The next morning, after ordering some fabric for a client’s wing chair, I grabbed a latte from Millie’s Bakery. Large boutique coffee chains weren’t allowed in Montauk. I crossed the street and walked over to the gravel parking lot of Sand and Sun Realty. The building was a small bungalow converted into a real estate office from March to September and an income tax office from January to April. Seeing as March was the cusp, it seemed both Jack Moss, the tax man, and Barb Moss, the Realtor, were in residence. Barb had rented me my cottage, telling me it was the deal of the century, and she’d been right. It was next to impossible to find an oceanfront rental on a yearlong basis. Luckily, I’d put aside the money from the sale of my Soho loft before moving in with Michael. I guess there’d been one advantage to living in his ex-wife’s Tribeca penthouse.

Barb and Jack jumped like guilty teenagers when I walked into the office. Barb outweighed her husband by a
good forty pounds. Most of her weight was located in her hair. She wore a towering updo laden with a bottle’s worth of hairspray.

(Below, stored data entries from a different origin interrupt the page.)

// src/github/fetch.rs
// =============================================================================
// Helpers for turning GitHub URLs into API coordinates and fetching the
// README of a repository.
//
// Strategy:
// - Parse the repository URL with the `url` crate to get owner and repo
// - Ask the contents API for README.md (base64-decoded by the client)
//
// The catalog stores human-facing URLs such as
//   https://github.com/terraform-aws-modules/terraform-aws-lambda
//   https://github.com/terraform-aws-modules/terraform-aws-lambda/tree/master/examples/simple
// so both the bare form and the /tree/<branch>/<path> form are understood.
// =============================================================================

use url::Url;

use super::client::ContentSource;
use crate::error::{CookbookError, Result};

// Owner/repo pair (plus an optional in-repo path) parsed from a GitHub URL.
#[derive(Debug, Clone, PartialEq)]
pub struct RepositoryRef {
    pub owner: String,
    pub repo: String,
    // Path after `/tree/<branch>/`, if the URL pointed inside the repo
    pub path: Option<String>,
}

// Parses a GitHub URL into owner, repo and optional directory path.
//
// Supported formats:
//   - https://github.com/owner/repo
//   - https://github.com/owner/repo.git
//   - github.com/owner/repo
//   - https://github.com/owner/repo/tree/main/some/dir
pub fn parse_github_url(input: &str) -> Result<RepositoryRef> {
    // Url::parse needs a scheme; allow the bare "github.com/..." form too
    let with_scheme = if input.contains("://") {
        input.to_string()
    } else {
        format!("https://{}", input)
    };

    let url = Url::parse(&with_scheme).map_err(|_| CookbookError::InvalidUrl(input.to_string()))?;

    let host = url.host_str().unwrap_or_default();
    if host != "github.com" && host != "www.github.com" {
        return Err(CookbookError::InvalidUrl(input.to_string()));
    }

    let segments: Vec<&str> = url
        .path_segments()
        .map(|s| s.filter(|seg| !seg.is_empty()).collect())
        .unwrap_or_default();

    if segments.len() < 2 {
        return Err(CookbookError::InvalidUrl(input.to_string()));
    }

    let owner = segments[0].to_string();
    let repo = segments[1].trim_end_matches(".git").to_string();

    // /tree/<branch>/<path...>
    let path = match segments.get(2..) {
        Some(["tree", _branch, rest @ ..]) if !rest.is_empty() => Some(rest.join("/")),
        _ => None,
    };

    Ok(RepositoryRef { owner, repo, path })
}

// Fetches and decodes README.md from the repository root.
pub async fn fetch_repository_readme(
    source: &dyn ContentSource,
    owner: &str,
    repo: &str,
) -> Result<String> {
    source.read_file(owner, repo, "README.md").await
}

“Whoa, what’s going on, you two?” The Mr. Coffee carafe smelled like road tar. I was happy I’d brought my own.

“I’m trying to spend time with my old man. Until all his clients’ taxes are filed, I have to take advantage of our time together.” Barb wrapped her arms around Jack and gave him a big, wet smacker. “Married thirty years and still madly in love.”

Barb and Jack had come to Montauk on their honeymoon and never left.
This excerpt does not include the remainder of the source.